Decision making is now the rule.
Historically, one
of the first steps in action-based solutions has been to replace the shopping
center manager or local management company, since obviously they must have
been at least partially or wholly responsible for the problem. This may
or may not have been true. Instead, this is often done simply to
show action. Unfortunately, we often find that previous management
were not given clear direction or authority, so the fault may not be entirely
theirs. Next, a new leasing company is normally engaged to institute
an aggressive "tenant acquisition program." Finally, when that fails, ownership
or management considers engaging outside consultants to help find solutions.
What does the consultant
do with a troubled shopping center? The first step is to develop facts,
rather than rumor, fantasy or opinion. Moreover, it should be done
by someone who has the depth of experience to read the signals and interpret
the findings accurately. Let's examine some basic steps to a factual
solution.
1. Thoroughly evaluate
the past and present performance of the shopping center, the individual
stores, retail categories, as well as the physical characteristics of the
center. It is important to determine the level and type of store
performance, turnover, and the how's, when's and why's of the situation.
Is the problem a result of external forces, poor retail mix, internal incompetence
or others? Often, it is a combination of all. Also, it is important to
understand the physical limitations or the expansion possibilities of the
complex. The analysis includes: anchors, store placement, sales performances
by store locations with in the center, access, parking, visibility, physical
condition.
2. Conduct a qualitative
and quantitative inventory and analysis of the existing competitive facilities.
This includes: location (intercepting or otherwise), date opened, square
footage, retail categories, sales performance by stores or store categories,
products, pricing, sales, market share and others. Are the competitors
also hurting? Do they have similar problems? There is a tendency
on the part of ownership or management to place a good part of the blame
here. Some of it may be correct given the tremendous number of new shopping
centers and retail facilities constructed in the past five to seven years.
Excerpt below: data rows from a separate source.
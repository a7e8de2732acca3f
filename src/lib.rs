pub mod tape;
pub mod decode;
pub mod channel;
pub mod machine;
pub mod amplifier;
pub mod gravity;
pub mod disasm;
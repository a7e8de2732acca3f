use std::cell::RefCell;
use std::collections::VecDeque;
use std::io::{self, BufRead, BufReader, Stdin, Stdout, Write};
use std::rc::Rc;

use thiserror::Error;

/// Errors raised by an I/O channel.
#[derive(Debug, Clone, PartialEq, Eq, Error)]
pub enum ChannelError {
    /// A read was requested but nothing is queued. Channels never block.
    #[error("input channel is empty")]
    Exhausted,
    /// The console reached end of input.
    #[error("console input closed")]
    Closed,
    #[error("console I/O failed: {0}")]
    Io(String),
}

impl From<io::Error> for ChannelError {
    fn from(err: io::Error) -> Self {
        Self::Io(err.to_string())
    }
}

/// Where a machine's INPUT instruction takes values from.
pub trait Input {
    fn read(&mut self) -> Result<i64, ChannelError>;
}

/// Where a machine's OUTPUT instruction sends values.
pub trait Output {
    fn write(&mut self, value: i64) -> Result<(), ChannelError>;
}

/// A FIFO of integers.
///
/// Cloning a `Queue` yields another handle to the same buffer, which is how
/// two machines share one: the upstream machine holds it as its output and
/// the downstream machine holds it as its input.
#[derive(Debug, Clone, Default)]
pub struct Queue {
    values: Rc<RefCell<VecDeque<i64>>>,
}

impl Queue {
    pub fn new() -> Self {
        Self::default()
    }

    pub fn push(&self, value: i64) {
        self.values.borrow_mut().push_back(value);
    }

    /// Remove and return the oldest value.
    pub fn pop(&self) -> Option<i64> {
        self.values.borrow_mut().pop_front()
    }

    pub fn is_empty(&self) -> bool {
        self.values.borrow().is_empty()
    }

    pub fn len(&self) -> usize {
        self.values.borrow().len()
    }

    /// Remove every queued value, oldest first.
    pub fn drain(&self) -> Vec<i64> {
        self.values.borrow_mut().drain(..).collect()
    }

    /// Whether `other` is a handle to the same buffer.
    pub fn shares_with(&self, other: &Queue) -> bool {
        Rc::ptr_eq(&self.values, &other.values)
    }
}

impl FromIterator<i64> for Queue {
    fn from_iter<T: IntoIterator<Item = i64>>(iter: T) -> Self {
        Self {
            values: Rc::new(RefCell::new(iter.into_iter().collect())),
        }
    }
}

impl Input for Queue {
    fn read(&mut self) -> Result<i64, ChannelError> {
        self.pop().ok_or(ChannelError::Exhausted)
    }
}

impl Output for Queue {
    fn write(&mut self, value: i64) -> Result<(), ChannelError> {
        self.push(value);
        Ok(())
    }
}

/// Interactive input: prompts on `writer` and reads one integer per line
/// from `reader`, prompting again until a line parses.
pub struct ConsoleInput<R, W> {
    reader: R,
    writer: W,
}

impl<R: BufRead, W: Write> ConsoleInput<R, W> {
    pub fn new(reader: R, writer: W) -> Self {
        Self { reader, writer }
    }

    pub fn into_parts(self) -> (R, W) {
        (self.reader, self.writer)
    }
}

impl ConsoleInput<BufReader<Stdin>, Stdout> {
    pub fn stdio() -> Self {
        Self::new(BufReader::new(io::stdin()), io::stdout())
    }
}

impl<R: BufRead, W: Write> Input for ConsoleInput<R, W> {
    fn read(&mut self) -> Result<i64, ChannelError> {
        write!(self.writer, "Program requests input: ")?;
        self.writer.flush()?;
        let mut line = String::new();
        loop {
            line.clear();
            if self.reader.read_line(&mut line)? == 0 {
                return Err(ChannelError::Closed);
            }
            match line.trim().parse::<i64>() {
                Ok(value) => return Ok(value),
                Err(_) => {
                    write!(self.writer, "No value received. Try again: ")?;
                    self.writer.flush()?;
                }
            }
        }
    }
}

/// Console output: prints each value on its own line.
pub struct ConsoleOutput<W> {
    writer: W,
}

impl<W: Write> ConsoleOutput<W> {
    pub fn new(writer: W) -> Self {
        Self { writer }
    }

    pub fn into_inner(self) -> W {
        self.writer
    }
}

impl ConsoleOutput<Stdout> {
    pub fn stdio() -> Self {
        Self::new(io::stdout())
    }
}

impl<W: Write> Output for ConsoleOutput<W> {
    fn write(&mut self, value: i64) -> Result<(), ChannelError> {
        writeln!(self.writer, "Program outputted a value: {value}")?;
        Ok(())
    }
}
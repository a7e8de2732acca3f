use std::fs;
use std::path::{Path, PathBuf};

use anyhow::{Context, Result, anyhow, bail};
use clap::{Parser, Subcommand};
use log::info;

use intcode::amplifier::{self, AMPLIFIERS, Phases};
use intcode::channel::{Input, Output};
use intcode::disasm::disassemble;
use intcode::gravity;
use intcode::machine::{Machine, MachineConfig};
use intcode::tape::Tape;

#[derive(Parser)]
#[command(name = "intcode", version, about = "Intcode virtual machine and amplifier chain")]
struct Cli {
    /// Disable the relative base register (opcode 9 and addressing mode 2).
    #[arg(long, global = true)]
    legacy: bool,

    /// Fault any machine that executes more than this many instructions.
    #[arg(long, global = true)]
    step_limit: Option<usize>,

    /// Enable verbose logging.
    #[arg(short, long, global = true)]
    verbose: bool,

    #[command(subcommand)]
    command: Command,
}

#[derive(Subcommand)]
enum Command {
    /// Run a program. Without --input values, input is read from the console.
    Run {
        /// Program source: comma-separated integers.
        path: PathBuf,

        /// Values to queue as input, e.g. --input 1,-2,3.
        #[arg(long = "input", value_delimiter = ',', allow_hyphen_values = true)]
        inputs: Vec<i64>,
    },

    /// Compute the thruster signal of the five-amplifier chain.
    Amplify {
        path: PathBuf,

        /// Phase settings to try, e.g. 4,3,2,1,0. Without them, all 120
        /// settings are searched for the best signal.
        #[arg(long, value_delimiter = ',')]
        phases: Option<Vec<i64>>,
    },

    /// Restore a noun and verb into cells 1 and 2 and report cell 0.
    Gravity {
        path: PathBuf,

        #[arg(long, default_value_t = 12)]
        noun: i64,

        #[arg(long, default_value_t = 2)]
        verb: i64,

        /// Search for the noun and verb that produce this value.
        #[arg(long)]
        target: Option<i64>,
    },

    /// Print a disassembly of the program.
    Disasm { path: PathBuf },
}

fn load(path: &Path) -> Result<Tape> {
    let source = fs::read_to_string(path)
        .with_context(|| format!("failed to read program {}", path.display()))?;
    let tape = Tape::load(&source)
        .with_context(|| format!("failed to parse program {}", path.display()))?;
    info!("loaded {} cells from {}", tape.len(), path.display());
    Ok(tape)
}

fn main() -> Result<()> {
    let cli = Cli::parse();

    let log_level = if cli.verbose { "debug" } else { "info" };
    env_logger::Builder::from_env(env_logger::Env::default().default_filter_or(log_level))
        .format_timestamp_millis()
        .init();

    let config = MachineConfig {
        relative_base: !cli.legacy,
        step_limit: cli.step_limit,
    };

    match cli.command {
        Command::Run { path, inputs } => {
            let tape = load(&path)?;
            // Faults are recorded in the machine's status, which is reported
            // either way.
            if inputs.is_empty() {
                let mut machine = Machine::console(tape, config);
                let _ = machine.run();
                report(&machine);
            } else {
                let mut machine = Machine::new(tape, config);
                for value in inputs {
                    machine.input().push(value);
                }
                let _ = machine.run();
                for value in machine.output().drain() {
                    println!("{value}");
                }
                report(&machine);
            }
        }
        Command::Amplify { path, phases } => {
            let tape = load(&path)?;
            match phases {
                Some(phases) => {
                    let phases: Phases = phases.try_into().map_err(|given: Vec<i64>| {
                        anyhow!("expected {AMPLIFIERS} phase settings, got {}", given.len())
                    })?;
                    let signal = amplifier::thruster_signal(&tape, &phases, config)?;
                    println!("The thruster signal for phases {phases:?} is {signal}.");
                }
                None => {
                    let best = amplifier::best_signal(&tape, config)?;
                    println!(
                        "The best possible thruster output is {} (phases {:?}).",
                        best.signal, best.phases
                    );
                }
            }
        }
        Command::Gravity {
            path,
            noun,
            verb,
            target,
        } => {
            let tape = load(&path)?;
            let value = gravity::run_with(&tape, noun, verb, config)
                .with_context(|| format!("program faulted with noun {noun} and verb {verb}"))?;
            println!(
                "Cell 0 with input {} is {value}.",
                gravity::answer(noun, verb)
            );
            if let Some(target) = target {
                let Some((noun, verb)) = gravity::find_noun_verb(&tape, target, config) else {
                    bail!("no noun and verb in 0..={} produce {target}", gravity::MAX_INPUT);
                };
                println!(
                    "Output {target} produced with noun {noun} and verb {verb} (answer {}).",
                    gravity::answer(noun, verb)
                );
            }
        }
        Command::Disasm { path } => {
            let tape = load(&path)?;
            print!("{}", disassemble(tape.cells()));
        }
    }

    Ok(())
}

fn report<I: Input, O: Output>(machine: &Machine<I, O>) {
    println!(
        "Program exited after {} steps with status {}.",
        machine.steps(),
        machine.status()
    );
}
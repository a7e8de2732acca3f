use log::debug;

use crate::machine::{Fault, Machine, MachineConfig};
use crate::tape::{Tape, TapeError};

/// Largest noun or verb tried by [`find_noun_verb`].
pub const MAX_INPUT: i64 = 99;

/// Put a program into a restored state by writing its noun and verb into
/// cells 1 and 2.
pub fn restore(tape: &mut Tape, noun: i64, verb: i64) -> Result<(), TapeError> {
    tape.set(1, noun)?;
    tape.set(2, verb)
}

/// Run a fresh copy of `program` restored with `noun` and `verb`, and return
/// the value left in cell 0.
pub fn run_with(
    program: &Tape,
    noun: i64,
    verb: i64,
    config: MachineConfig,
) -> Result<i64, Fault> {
    let mut tape = program.clone();
    restore(&mut tape, noun, verb)?;
    let mut machine = Machine::new(tape, config);
    machine.run()?;
    Ok(machine.into_tape().get(0)?)
}

/// Find the first noun and verb, noun-major over 0..=99, for which the
/// program leaves `target` in cell 0. Trials that fault are skipped.
pub fn find_noun_verb(program: &Tape, target: i64, config: MachineConfig) -> Option<(i64, i64)> {
    for noun in 0..=MAX_INPUT {
        for verb in 0..=MAX_INPUT {
            match run_with(program, noun, verb, config) {
                Ok(value) if value == target => return Some((noun, verb)),
                Ok(_) => {}
                Err(fault) => debug!("noun {noun} verb {verb} faulted: {fault}"),
            }
        }
    }
    None
}

/// The combined answer for a noun and verb pair.
pub fn answer(noun: i64, verb: i64) -> i64 {
    100 * noun + verb
}

#[cfg(test)]
mod tests {
    use super::*;

    fn tape(source: &str) -> Tape {
        Tape::load(source).unwrap()
    }

    #[test]
    fn test_restore_writes_cells_one_and_two() {
        let mut t = tape("1,0,0,3,99");
        restore(&mut t, 12, 2).unwrap();
        assert_eq!(t.cells(), &[1, 12, 2, 3, 99]);
    }

    #[test]
    fn test_run_with_reads_cell_zero() {
        // Cell 0 becomes cell[noun] * cell[verb].
        let program = tape("2,0,0,0,99,7,6");
        assert_eq!(run_with(&program, 5, 6, MachineConfig::legacy()), Ok(42));
        // The source program is untouched.
        assert_eq!(program.cells()[1], 0);
    }

    #[test]
    fn test_run_with_program_without_restore_effect() {
        let program = tape("1,9,10,3,2,3,11,0,99,30,40,50");
        assert_eq!(run_with(&program, 9, 10, MachineConfig::default()), Ok(3500));
    }

    #[test]
    fn test_find_noun_verb() {
        // Cell 0 becomes cell[noun] + cell[verb]; only cell 4 holds 99.
        let program = tape("1,0,0,0,99");
        assert_eq!(
            find_noun_verb(&program, 100, MachineConfig::default()),
            Some((0, 4))
        );
        assert_eq!(answer(0, 4), 4);
    }

    #[test]
    fn test_find_noun_verb_none() {
        let program = tape("1,0,0,0,99");
        assert_eq!(find_noun_verb(&program, 1_000_000, MachineConfig::default()), None);
    }

    #[test]
    fn test_faulting_trials_are_skipped() {
        // Noun 1 jumps to the verb. Most targets fault or loop forever; only
        // verb 8 lands on a halt with cell 0 untouched.
        let program = tape("1105,1,0,0,0,0,0,0,99");
        let config = MachineConfig {
            step_limit: Some(100),
            ..MachineConfig::default()
        };
        assert_eq!(find_noun_verb(&program, 1105, config), Some((1, 8)));
    }

    #[test]
    fn test_answer() {
        assert_eq!(answer(12, 2), 1202);
    }
}
use log::{debug, info, trace};
use thiserror::Error;

use crate::channel::{Input, Output, Queue};
use crate::machine::{Fault, Machine, MachineConfig, Status};
use crate::tape::Tape;

/// Number of amplifiers in a chain.
pub const AMPLIFIERS: usize = 5;

/// One phase setting per amplifier, in chain order.
pub type Phases = [i64; AMPLIFIERS];

#[derive(Debug, Clone, PartialEq, Eq, Error)]
pub enum AmplifierError {
    #[error("amplifier {amplifier} faulted: {fault}")]
    Fault {
        amplifier: usize,
        #[source]
        fault: Fault,
    },
    #[error("amplifier {amplifier} halted without producing output")]
    NoOutput { amplifier: usize },
    #[error("phase settings {0:?} are not a permutation of 0 through 4")]
    InvalidPhases(Phases),
}

/// The strongest signal found by [`best_signal`].
#[derive(Debug, Clone, Copy, PartialEq, Eq)]
pub struct Best {
    pub phases: Phases,
    pub signal: i64,
}

/// Tick `machine` until it writes exactly one value or leaves `Running`.
///
/// Returns the value written, or `None` if the machine halted first.
pub fn run_until_output<I: Input, O: Output>(
    machine: &mut Machine<I, O>,
) -> Result<Option<i64>, Fault> {
    let before = machine.emitted();
    while machine.is_running() && machine.emitted() == before {
        machine.tick();
    }
    match machine.status() {
        Status::Error(fault) => Err(fault.clone()),
        _ if machine.emitted() > before => Ok(machine.last_output()),
        _ => Ok(None),
    }
}

/// Whether `phases` uses each of 0 through 4 exactly once.
pub fn phases_are_valid(phases: &Phases) -> bool {
    let mut seen = [false; AMPLIFIERS];
    for &phase in phases {
        match usize::try_from(phase) {
            Ok(i) if i < AMPLIFIERS && !seen[i] => seen[i] = true,
            _ => return false,
        }
    }
    true
}

/// Every ordering of the phase settings, in lexicographic order.
pub fn permutations() -> Vec<Phases> {
    let mut phases: Phases = [0, 1, 2, 3, 4];
    let mut all = vec![phases];
    while next_permutation(&mut phases) {
        all.push(phases);
    }
    all
}

/// Rearrange `values` into the next lexicographic permutation. Returns false
/// once `values` is the last (descending) one.
fn next_permutation(values: &mut [i64]) -> bool {
    let Some(i) = values.windows(2).rposition(|w| w[0] < w[1]) else {
        return false;
    };
    let mut j = values.len() - 1;
    while values[j] <= values[i] {
        j -= 1;
    }
    values.swap(i, j);
    values[i + 1..].reverse();
    true
}

/// Run `program` through a single pass of the amplifier chain.
///
/// Each amplifier gets its own copy of the program. Amplifier `i` writes to
/// the queue amplifier `i + 1` reads from, which already holds that
/// amplifier's phase setting, so the signal lands right behind it. The first
/// amplifier is fed a signal of 0; the last one's output is the result.
pub fn thruster_signal(
    program: &Tape,
    phases: &Phases,
    config: MachineConfig,
) -> Result<i64, AmplifierError> {
    if !phases_are_valid(phases) {
        return Err(AmplifierError::InvalidPhases(*phases));
    }

    let queues: Vec<Queue> = (0..=AMPLIFIERS).map(|_| Queue::new()).collect();
    for (queue, &phase) in queues.iter().zip(phases) {
        queue.push(phase);
    }
    queues[0].push(0);

    let mut amplifiers: Vec<Machine> = (0..AMPLIFIERS)
        .map(|i| {
            Machine::with_channels(
                program.clone(),
                config,
                queues[i].clone(),
                queues[i + 1].clone(),
            )
        })
        .collect();

    for (amplifier, machine) in amplifiers.iter_mut().enumerate() {
        let signal = run_until_output(machine)
            .map_err(|fault| AmplifierError::Fault { amplifier, fault })?
            .ok_or(AmplifierError::NoOutput { amplifier })?;
        trace!(
            "amplifier {amplifier} (phase {}) produced {signal}",
            phases[amplifier]
        );
    }

    let signal = queues[AMPLIFIERS].pop().ok_or(AmplifierError::NoOutput {
        amplifier: AMPLIFIERS - 1,
    })?;
    debug!("phases {phases:?} -> thruster signal {signal}");
    Ok(signal)
}

/// Try every phase permutation and return the strongest thruster signal.
///
/// The first failing trial aborts the search.
pub fn best_signal(program: &Tape, config: MachineConfig) -> Result<Best, AmplifierError> {
    let candidates = permutations();
    let mut best = Best {
        phases: candidates[0],
        signal: i64::MIN,
    };
    for phases in &candidates {
        let signal = thruster_signal(program, phases, config)?;
        if signal > best.signal {
            best = Best {
                phases: *phases,
                signal,
            };
        }
    }
    info!(
        "searched {} phase settings, best {:?} -> {}",
        candidates.len(),
        best.phases,
        best.signal
    );
    Ok(best)
}


#[cfg(test)]
mod proptests {
    use super::*;
    use proptest::prelude::*;

    proptest! {
        #[test]
        fn validity_matches_sorted_check(phases in prop::array::uniform5(-2i64..7)) {
            let mut sorted = phases;
            sorted.sort();
            prop_assert_eq!(phases_are_valid(&phases), sorted == [0, 1, 2, 3, 4]);
        }

        #[test]
        fn valid_phases_are_enumerated(order in Just(vec![0i64, 1, 2, 3, 4]).prop_shuffle()) {
            let phases: Phases = order.try_into().unwrap();
            prop_assert!(permutations().contains(&phases));
        }
    }
}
Nonetheless, one must be realistic; how much really did hurt the center?
Or how much of it is directly related to the consumer's orientation to
price\value? Factually answers are required.
3. Meet with the
merchants and discuss the situation with them. It is essential to
see the opportunity and problem through their perceptive eyes. Many
owners are very dubious of this approach because it involves the tenants;
and, therefore, might affect renewal negotiations. My experience
indicates that they already know of the problems and are relieved to know
that management is doing something about it. It cannot hurt if done properly,
and in fact, can be very beneficial to tenant morale.
4. Interview the
shopping center's customers. Without
a well done customer
survey, you are going into a fire fight armed with a water pistol.
You need data regarding the actual trading area, customer shopping frequency,
store preferences, cross shopping, amounts spent, likes, dislikes, strengths,
weaknesses, suggested improvements, safety and security perceptions and
customer profiles including: age, income, lifestyle, driving time, and
other important factors. Yes, it costs money. However, without
the data, critical assumptions are made that often are totally wrong, and
yet considerable funds will be spent upon the erroneous assumptions.
Don't be foolish. Develop facts from which realistic conclusions
and solutions can be developed.
Many shopping center
owners and managers are opting for Focus Groups as a substitute for a definitive
customer survey. While it is interesting to sit on the other side
of a one-way glass and listen to the discussion, it is not an adequate
substitute. In fact, it is often dangerous because a very limited
number of people are queried regarding their patterns. Focus Groups
represent a starting point; insight into designing a questionnaire.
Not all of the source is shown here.